Воскресенье, 13 сентября 1914 г.
Я снова настаиваю в совете министров на том, чтобы по возможности скорее отправиться в главную квартиру, на фронт и в департаменты, опустошенные в результате нашествия. Так как мне снова дают уклончивые ответы, я заявляю, что, если будут далее медлить с утверждением моего начинания, я порву с обычаем, требующим, чтобы при всех официальных выездах президента последнего сопровождали один или несколько министров, и предприму один без разрешения и содействия правительства те шаги, которые считаю безусловно необходимыми. Эта угроза государственного переворота в миниатюре не вызывает протестов, но возбуждает некоторое удивление, а у иных чувство неловкости.
Вивиани, Рибо и Томсон представили мне согласованный ими финансовый доклад большой важности. Казначейство нуждается в средствах и не может прибегать с этой целью исключительно к помощи государственного банка путем непрерывного увеличения эмиссии, не может также искать этих средств путем увеличения налогов; правительство полагает, [231] что будет очень трудно обеспечить поступление этих налогов, пока продолжаются враждебные действия и многие налогоплательщики мобилизованы. Поэтому Рибо считает, что нельзя обойтись без выпуска краткосрочных займов. Сумма бонов казначейства не превышает в настоящий момент трехсот пятидесяти миллионов франков. Она гораздо ниже той цифры, которой могла бы достигнуть. Министр финансов предлагает сделать эти боны доступными публике, выпустив купюры в тысячу, пятьсот и даже сто франков, и размещать их через банки. Кроме того, принято решение, что во все время войны эти боны -- на них приглашаются подписываться все патриотически настроенные граждане -- будут называться бонами национальной обороны. Я подписываю соответствующий декрет, который, кроме Рибо, скрепляют своей подписью Вивиани и Томсон. Во второй половине дня я посетил несколько местных госпиталей, которых находятся на излечении тысячи раненых. Я беседую с этими бравыми людьми, все они поражают своею храбростью, оптимизмом, хорошим настроением.
Полковник Пенелон доставил мне два последних знамени, взятых у приятеля. Они помещены в префектуре под охраной моих офицеров.
Жоффр телеграфирует нам, что "все более выявляется всеобъемлющий и блестящий характер нашей победы. Повсюду неприятель отступает без оглядки, он отступает даже перед нашими 1-й и 2-й армиями (Лотарингия и Вогезы), которым более месяца оказывал сопротивление. Повсюду немцы оставляют пленных, раненых, трофеи. Наш авангард преследует неприятеля по пятам, не давая ему времени перегруппироваться. На нашем левом фланге мы перешли Эну ниже Суассона. Таким образом, за шесть дней боев мы продвинулись вперед более чем на сто километров. Центр наших армий находится уже на севере от Марны; наши лотарингская и вогезская армии подступают к границе. Правительство республики может гордиться подготовленной им армией".

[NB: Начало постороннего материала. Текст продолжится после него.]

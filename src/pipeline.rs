use crate::bridge::PageHandle;
use crate::error::ReplyError;
use crate::gate::{check_eligibility, validate_candidate};
use crate::generation::ReplyGenerator;
use crate::post::{GeneratedReply, PostContext, SavedReply};
use crate::prompt::build_prompt;
use crate::store::{CredentialStore, ReplyStore};
use std::sync::Arc;

#[derive(Debug, Clone)]
pub struct AcceptedReply {
    pub reply: GeneratedReply,
    pub saved: SavedReply,
}

/// One generate action: extract, gate, prompt, call, validate, persist.
///
/// Stages run strictly in sequence. Two overlapping runs for the same post
/// both persist their result.
pub struct ReplyPipeline {
    generator: Arc<dyn ReplyGenerator>,
    credentials: CredentialStore,
    replies: ReplyStore,
}

impl ReplyPipeline {
    pub fn new(
        generator: Arc<dyn ReplyGenerator>,
        credentials: CredentialStore,
        replies: ReplyStore,
    ) -> Self {
        Self {
            generator,
            credentials,
            replies,
        }
    }

    pub fn replies(&self) -> &ReplyStore {
        &self.replies
    }

    pub async fn generate_for_page(&self, page: &PageHandle) -> Result<AcceptedReply, ReplyError> {
        let ctx = page.get_context().await?.ok_or(ReplyError::NoContext)?;
        self.generate(&ctx).await
    }

    pub async fn generate(&self, ctx: &PostContext) -> Result<AcceptedReply, ReplyError> {
        let outcome = self.run(ctx).await;
        match &outcome {
            Err(e) if e.is_refusal() => {
                tracing::info!(post_id = %ctx.post_id, reason = %e, "generation not attempted");
            }
            Err(e) => {
                tracing::warn!(post_id = %ctx.post_id, error = %e, "generation failed");
            }
            Ok(_) => {}
        }
        outcome
    }

    async fn run(&self, ctx: &PostContext) -> Result<AcceptedReply, ReplyError> {
        let credential = self.credentials.get().await;
        check_eligibility(ctx, &credential)?;

        let prompt = build_prompt(ctx);
        tracing::debug!(post_id = %ctx.post_id, "calling generation service");
        let candidate = self.generator.generate(&prompt, &credential).await?;

        let reply = validate_candidate(&candidate)?;
        let saved = self.replies.append(&ctx.post_id, reply.text()).await?;

        Ok(AcceptedReply { reply, saved })
    }
}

Генерал Гуро, вернувшийся из Рабата и немедленно отправляющийся на фронт, привез мне два марокканских [232] знамени; они отняты у повстанческих племен, изъявивших теперь свою покорность. Он горит нетерпением принять участие в боях. С восторгом говорит о победе, одержанной нашими армиями; но при мысли, что его не было при этом, легкая тень омрачает ясный взгляд его голубых глаз.